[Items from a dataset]
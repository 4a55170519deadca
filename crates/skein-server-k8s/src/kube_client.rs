// Copyright (c) 2025 Geoffrey Huntley <ghuntley@ghuntley.com>. All rights reserved.
// SPDX-License-Identifier: Proprietary

use async_trait::async_trait;
use k8s_openapi::api::core::v1::{Namespace, Pod};
use kube::{
	api::{Api, DeleteParams, ListParams, PostParams},
	Client,
};
use tracing::{debug, instrument};

use crate::client::K8sClient;
use crate::error::K8sError;

/// Production K8s client implementation using the kube crate.
pub struct KubeClient {
	client: Client,
}

impl KubeClient {
	/// Create a new KubeClient that auto-discovers cluster configuration.
	///
	/// In-cluster service account first, then `KUBECONFIG`, then
	/// `~/.kube/config`.
	pub async fn new() -> Result<Self, K8sError> {
		let client = Client::try_default().await?;
		debug!("K8s client initialized");
		Ok(Self { client })
	}

	fn pods(&self, namespace: &str) -> Api<Pod> {
		Api::namespaced(self.client.clone(), namespace)
	}
}

fn is_not_found(err: &kube::Error) -> bool {
	matches!(err, kube::Error::Api(response) if response.code == 404)
}

#[async_trait]
impl K8sClient for KubeClient {
	#[instrument(skip(self, pod), fields(pod = ?pod.metadata.name))]
	async fn create_pod(&self, namespace: &str, pod: Pod) -> Result<Pod, K8sError> {
		let pod = self.pods(namespace).create(&PostParams::default(), &pod).await?;
		Ok(pod)
	}

	#[instrument(skip(self))]
	async fn delete_pod(
		&self,
		name: &str,
		namespace: &str,
		grace_period_seconds: u32,
	) -> Result<(), K8sError> {
		let dp = DeleteParams {
			grace_period_seconds: Some(grace_period_seconds),
			..Default::default()
		};
		match self.pods(namespace).delete(name, &dp).await {
			Ok(_) => Ok(()),
			Err(e) if is_not_found(&e) => Err(K8sError::PodNotFound { name: name.into() }),
			Err(e) => Err(e.into()),
		}
	}

	async fn list_pods(&self, namespace: &str, label_selector: &str) -> Result<Vec<Pod>, K8sError> {
		let lp = ListParams::default().labels(label_selector);
		let pod_list = self.pods(namespace).list(&lp).await?;
		Ok(pod_list.items)
	}

	async fn get_pod(&self, name: &str, namespace: &str) -> Result<Pod, K8sError> {
		match self.pods(namespace).get(name).await {
			Ok(pod) => Ok(pod),
			Err(e) if is_not_found(&e) => Err(K8sError::PodNotFound { name: name.into() }),
			Err(e) => Err(e.into()),
		}
	}

	async fn get_namespace(&self, name: &str) -> Result<Namespace, K8sError> {
		let namespaces: Api<Namespace> = Api::all(self.client.clone());
		match namespaces.get(name).await {
			Ok(ns) => Ok(ns),
			Err(e) if is_not_found(&e) => Err(K8sError::NamespaceNotFound { name: name.into() }),
			Err(e) => Err(e.into()),
		}
	}
}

= Problem description =
A copy of each line in the data above that holds the string "instrument" is needed.

= Result for this exercise =
use tracing::{debug, instrument};
	#[instrument(skip(self, pod), fields(pod = ?pod.metadata.name))]
	#[instrument(skip(self))]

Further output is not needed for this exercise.